Daddy had a brother living over in Jackson, Mississippi and the brother wanted him to come there too, so off we went to another city not fit for country kids.  There is one thing about our family mixed with Scottish, Irish and Cherokee, and that is not a surprise considering Mississippi had 13 flags that flew over her before Old Glory reigned, so all of this mixture assured everyone that we knew how to have fun. Moving to the big city was ok with us if Daddy said so. Jackson was a tough town when you lived on Gallatin Street. One night we were all asleep when someone decided to steal the gasoline from Daddy’s car and Bullet was on guard that night.  When Daddy heard men screaming and that dog growling just before Ole Bullet came unglued, he took off out the door.  All of that commotion certainly woke us up and he came back in the house holding the fabric from the seat of somebody’s britches that Bullet didn’t care for. If my memory serves me right they did not get the gasoline but we moved to a different neighborhood. 

Bullet became our family hero and we depended on him, especially Mama and Daddy depended on him to watch over us, since kids weren’t allowed to hang out in the house and we spent most of our time outside.  I remember all of that sunshine and good times.  My sister, Mary, used to drag me down the sidewalk to go to a walk-in-theatre on Saturday.  Oh she didn’t have to make me go, but she was saddled with babysitting me and that little girl was always in a hurry.  Well my love for western movies was born in that theatre.  I especially loved Roy Rogers and Dale Evans and most of all, Trigger, but Mary wanted to watch Ester Williams swim so I didn’t always get my way about seeing horses, dogs and cows on the big screen.  Remember I was born in the country and that country was in my blood even though I lived three years in the city.  We had some hard times and I guess that same country ran in Daddy’s blood too because after my sixth birthday we moved to the cotton fields of North East Mississippi to a little community called Van Buren.
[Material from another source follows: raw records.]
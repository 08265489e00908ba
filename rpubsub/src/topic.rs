//! Message patterns and wildcard matching.
//!
//! A topic is a dot-delimited string, optionally prefixed by a namespace:
//!
//! ```text
//! Namespace:originator.subject.verb.DESCRIPTOR
//! ```
//!
//! Segments equal to `*` (or left empty) are wildcards. Dotted topics shorter
//! than the configured segment count are padded with trailing wildcards, so
//! `ui.tab` and `ui.tab.*.*` are the same pattern.
//!
//! Two patterns are *compatible* when they have the same number of segments
//! and every position is either equal or a wildcard on one side. On top of
//! compatibility, matching compares the *specificity* of both patterns, a
//! bitmask with `1` for every literal segment and `0` for every wildcard:
//!
//! - dispatch mode ([`MessagePattern::matches`]): a handler fires when the
//!   published message is at least as specific as the handler's pattern;
//! - strict mode ([`compare`]): true only when the first pattern is strictly
//!   more specific than the second.

use std::cmp::Ordering;
use std::fmt::{self, Write};
use std::str::FromStr;

use itertools::Itertools;
use serde::{Deserialize, Serialize};

use rpubsub_conf::{DEFAULT_NAMESPACE, DEFAULT_TOPIC_SEGMENTS};

use crate::{Error, Result};

pub const WILDCARD: &str = "*";
pub const SEPARATOR: char = '.';
pub const NAMESPACE_SEPARATOR: char = ':';

#[derive(Debug, Eq, PartialEq, Ord, PartialOrd, Clone, Hash, Serialize, Deserialize)]
pub enum Segment {
    Literal(String),
    Wildcard,
}

impl Segment {
    #[inline]
    pub fn parse<T: AsRef<str>>(s: T) -> Segment {
        match s.as_ref() {
            "" | WILDCARD => Segment::Wildcard,
            s => Segment::Literal(String::from(s)),
        }
    }

    #[inline]
    pub fn value(&self) -> Option<&str> {
        match self {
            Segment::Literal(s) => Some(s),
            Segment::Wildcard => None,
        }
    }

    #[inline]
    pub fn is_wildcard(&self) -> bool {
        matches!(self, Segment::Wildcard)
    }
}

impl fmt::Display for Segment {
    fn fmt(&self, f: &mut fmt::Formatter<'_>) -> fmt::Result {
        match self {
            Segment::Literal(s) => f.write_str(s),
            Segment::Wildcard => f.write_str(WILDCARD),
        }
    }
}

/// Anything that can stand at one position of a topic.
pub(crate) trait MatchSegment {
    fn literal(&self) -> Option<&str>;

    #[inline]
    fn is_wild(&self) -> bool {
        self.literal().is_none()
    }
}

impl MatchSegment for Segment {
    #[inline]
    fn literal(&self) -> Option<&str> {
        self.value()
    }
}

impl MatchSegment for &str {
    #[inline]
    fn literal(&self) -> Option<&str> {
        if *self == WILDCARD {
            None
        } else {
            Some(*self)
        }
    }
}

/// Literal/wildcard bitmask of a pattern, `true` for literal positions.
///
/// Ordered lexicographically, so `foo.bar.baz` (`111`) > `foo.bar.*` (`110`)
/// > `foo.*.baz` (`101`).
#[derive(Debug, Clone, PartialEq, Eq, PartialOrd, Ord, Hash, Default)]
pub struct Specificity(Vec<bool>);

impl fmt::Display for Specificity {
    fn fmt(&self, f: &mut fmt::Formatter<'_>) -> fmt::Result {
        for b in &self.0 {
            f.write_char(if *b { '1' } else { '0' })?;
        }
        Ok(())
    }
}

/// Returns both bitmasks when the two segment lists are compatible.
fn compatible<L: MatchSegment, R: MatchSegment>(lhs: &[L], rhs: &[R]) -> Option<(Specificity, Specificity)> {
    if lhs.len() != rhs.len() {
        return None;
    }
    let mut lmask = Vec::with_capacity(lhs.len());
    let mut rmask = Vec::with_capacity(rhs.len());
    for (l, r) in lhs.iter().zip(rhs) {
        if let (Some(l), Some(r)) = (l.literal(), r.literal()) {
            if l != r {
                return None;
            }
        }
        lmask.push(!l.is_wild());
        rmask.push(!r.is_wild());
    }
    Some((Specificity(lmask), Specificity(rmask)))
}

/// Compares two raw topic strings.
///
/// Without `check_specificity` this is plain compatibility. With it, the
/// result is true only when `a` is strictly more specific than `b`, so equal
/// strings compare false.
pub fn compare(a: &str, b: &str, check_specificity: bool) -> bool {
    let lhs = a.split(SEPARATOR).collect::<Vec<_>>();
    let rhs = b.split(SEPARATOR).collect::<Vec<_>>();
    match compatible(&lhs, &rhs) {
        None => false,
        Some(_) if !check_specificity => true,
        Some((lmask, rmask)) => lmask.cmp(&rmask) == Ordering::Greater,
    }
}

#[derive(Debug, Clone, PartialEq, Eq, Hash, Serialize, Deserialize)]
pub struct MessagePattern {
    namespace: String,
    segments: Vec<Segment>,
    serialized: String,
}

impl MessagePattern {
    /// Parses with the default namespace and segment count.
    #[inline]
    pub fn parse<T: AsRef<str>>(s: T) -> Result<Self> {
        Self::parse_with(s, DEFAULT_NAMESPACE, DEFAULT_TOPIC_SEGMENTS)
    }

    pub fn parse_with<T: AsRef<str>>(s: T, default_namespace: &str, min_segments: usize) -> Result<Self> {
        let s = s.as_ref();
        let (namespace, body) = split_namespace(s);
        if body.is_empty() {
            return Err(Error::invalid(format!("topic `{}` has an empty body", s)));
        }

        let mut segments = if body.contains(SEPARATOR) {
            body.split(SEPARATOR).map(Segment::parse).collect::<Vec<_>>()
        } else {
            vec![Segment::parse(body)]
        };
        if segments.len() > 1 && segments.len() < min_segments {
            segments.resize(min_segments, Segment::Wildcard);
        }

        let namespace = match namespace {
            Some(ns) if !ns.is_empty() => ns.to_owned(),
            _ => default_namespace.to_owned(),
        };
        let serialized = segments.iter().join(".");
        Ok(Self { namespace, segments, serialized })
    }

    #[inline]
    pub fn namespace(&self) -> &str {
        &self.namespace
    }

    #[inline]
    pub fn segments(&self) -> &[Segment] {
        &self.segments
    }

    /// Canonical form, segments joined by `.`, without the namespace.
    #[inline]
    pub fn serialize(&self) -> &str {
        &self.serialized
    }

    #[inline]
    pub fn specificity(&self) -> Specificity {
        Specificity(self.segments.iter().map(|s| !s.is_wildcard()).collect())
    }

    /// Same segment count and no conflicting literal.
    #[inline]
    pub fn is_compatible(&self, other: &MessagePattern) -> bool {
        self.matches_with(other, false)
    }

    /// Dispatch-mode match of this published message against a listener's pattern.
    #[inline]
    pub fn matches(&self, listener: &MessagePattern) -> bool {
        self.matches_with(listener, true)
    }

    pub fn matches_with(&self, listener: &MessagePattern, check_specificity: bool) -> bool {
        if self.serialized == listener.serialized {
            return true;
        }
        match compatible(&self.segments, &listener.segments) {
            None => false,
            Some(_) if !check_specificity => true,
            Some((candidate, listener)) => candidate >= listener,
        }
    }

    /// Strict-mode comparison, see [`compare`].
    pub fn compare(&self, other: &MessagePattern, check_specificity: bool) -> bool {
        match compatible(&self.segments, &other.segments) {
            None => false,
            Some(_) if !check_specificity => true,
            Some((lmask, rmask)) => lmask > rmask,
        }
    }
}

fn split_namespace(s: &str) -> (Option<&str>, &str) {
    match (s.find(NAMESPACE_SEPARATOR), s.find(SEPARATOR)) {
        (Some(colon), Some(dot)) if colon < dot => (Some(&s[..colon]), &s[colon + 1..]),
        (Some(colon), None) => (Some(&s[..colon]), &s[colon + 1..]),
        _ => (None, s),
    }
}

impl FromStr for MessagePattern {
    type Err = Error;

    #[inline]
    fn from_str(s: &str) -> Result<Self> {
        MessagePattern::parse(s)
    }
}

impl fmt::Display for MessagePattern {
    fn fmt(&self, f: &mut fmt::Formatter<'_>) -> fmt::Result {
        f.write_str(&self.serialized)
    }
}

impl AsRef<str> for MessagePattern {
    fn as_ref(&self) -> &str {
        &self.serialized
    }
}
We arrived on a cold winter night but that is another story all together.  Bullet was about to get his first taste of country living at its purest.  It seems funny sometimes but he was always around when us four youngest ones were outside.  He stayed between us and danger always so I will share a few of these memorable moments in this story.
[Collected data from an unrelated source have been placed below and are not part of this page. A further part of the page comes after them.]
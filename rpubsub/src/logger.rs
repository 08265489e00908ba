//! Log output for the bus.
//!
//! The crate itself only uses the `log` facade. [`logger_init`] builds a
//! `slog` root logger from the `log` section of the settings and installs it
//! as the `log` backend; applications that already have a logger can skip it.

use std::fs::{File, OpenOptions};
use std::io::{self, Stdout, Write};

use anyhow::Result;
use slog::{o, Drain, Logger, Record};

use rpubsub_conf::logging::{Level, Log, To};

/// Builds the logger and makes it the `log` backend.
pub fn logger_init(cfg: &Log) -> Result<Logger> {
    let logger = config_logger(cfg.filename(), cfg.to, cfg.level);
    log::set_boxed_logger(Box::new(LoggerEx(logger.clone())))
        .map_err(|e| anyhow::anyhow!("logger init failed, {}", e))?;
    log::set_max_level(cfg.level.as_log_level().to_level_filter());
    Ok(logger)
}

struct LoggerEx(Logger);

impl log::Log for LoggerEx {
    fn enabled(&self, _metadata: &log::Metadata) -> bool {
        true
    }

    fn log(&self, r: &log::Record) {
        let level = log_to_slog_level(r.metadata().level());
        let args = r.args();
        let target = r.target();
        let location = &record_as_location(r);
        let s = slog::RecordStatic { location, level, tag: target };

        self.0.log(&slog::Record::new(&s, args, slog::b!()))
    }

    fn flush(&self) {}
}

fn log_to_slog_level(level: log::Level) -> slog::Level {
    match level {
        log::Level::Trace => slog::Level::Trace,
        log::Level::Debug => slog::Level::Debug,
        log::Level::Info => slog::Level::Info,
        log::Level::Warn => slog::Level::Warning,
        log::Level::Error => slog::Level::Error,
    }
}

fn record_as_location(r: &log::Record) -> slog::RecordLocation {
    let module = r.module_path_static().unwrap_or("<unknown>");
    let file = r.file_static().unwrap_or("<unknown>");
    let line = r.line().unwrap_or_default();

    slog::RecordLocation { file, line, column: 0, function: "", module }
}

pub fn config_logger(filename: String, to: To, level: Level) -> Logger {
    let decorator = slog_term::PlainDecorator::new(WriteFilter::new(filename, to));
    let drain = slog_term::FullFormat::new(decorator)
        .use_custom_timestamp(|io: &mut dyn io::Write| {
            write!(io, "{}", chrono::Local::now().format("%Y-%m-%d %H:%M:%S%.3f"))
        })
        .build()
        .ignore_res();

    let drain = LevelFilter { drain, level }.fuse();

    let drain = slog_async::Async::new(drain)
        .chan_size(4096)
        .overflow_strategy(slog_async::OverflowStrategy::DropAndReport)
        .build()
        .fuse();

    Logger::root(drain, o!())
}

struct LevelFilter<D> {
    drain: D,
    level: Level,
}

impl<D> Drain for LevelFilter<D>
where
    D: Drain,
{
    type Ok = Option<D::Ok>;
    type Err = Option<D::Err>;

    fn log(&self, record: &Record, values: &slog::OwnedKVList) -> std::result::Result<Self::Ok, Self::Err> {
        if record.level().is_at_least(self.level.inner()) {
            self.drain.log(record, values).map(Some).map_err(Some)
        } else {
            Ok(None)
        }
    }
}

struct WriteFilter {
    filename: String,
    to: To,

    file: Option<File>,
    console: Stdout,
}

impl WriteFilter {
    fn new(filename: String, to: To) -> Self {
        Self { filename, to, file: None, console: io::stdout() }
    }

    fn file(&mut self) -> io::Result<&mut File> {
        if self.file.is_none() {
            self.file = Some(open_file(&self.filename)?);
        }
        self.file.as_mut().ok_or_else(|| io::Error::other("log file unavailable"))
    }
}

impl io::Write for WriteFilter {
    fn write(&mut self, buf: &[u8]) -> io::Result<usize> {
        let n = match self.to {
            To::Console => self.console.write(buf)?,
            To::File => self.file()?.write(buf)?,
            To::Both => {
                let _ = self.console.write(buf)?;
                self.file()?.write(buf)?
            }
            To::Off => buf.len(),
        };
        Ok(n)
    }

    fn flush(&mut self) -> io::Result<()> {
        match self.to {
            To::Console => self.console.flush()?,
            To::File => self.file()?.flush()?,
            To::Both => {
                self.console.flush()?;
                self.file()?.flush()?;
            }
            To::Off => {}
        };
        Ok(())
    }
}

fn open_file(filename: &str) -> io::Result<File> {
    OpenOptions::new().create(true).append(true).open(filename).map_err(|e| {
        io::Error::new(e.kind(), format!("logger file config error, filename: {}, {:?}", filename, e))
    })
}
Our house was a typical sharecropper’s house with four large rooms, two on each side, a small room on the right for a kitchen, a huge middle hallway, a screened in back porch and a front porch that covered the width of the entire house.  Each room had a significant purpose with no wasted space.  These houses were known as shot-gun style houses.  You could stand on the front porch and shoot all the way through the back.  That was my take on the meaning anyway.  The yard around the house was swept clean of grass so there were no pests to contend with, except a few pesky house flies. I was six-and-a-half by then and Bullet and Calvin were four. There was so much for a four year old dog to discover and learn the hard way, and I can assure you that God watched over that nosy dog and us four kids.  I wore dresses and we all went barefoot, but people started calling us the four boys.  I hated being a girl because that meant I was weak and those boys were strong he-men.  It became second nature for Bullet to be with me when I rambled around the place making me think he was a super dog who took care of all of us at the same time.

Every morning Mama called from the back porch door, “Hey Bullet come and get it.”

He was never very far away and truth be told he was waiting for that yell every morning.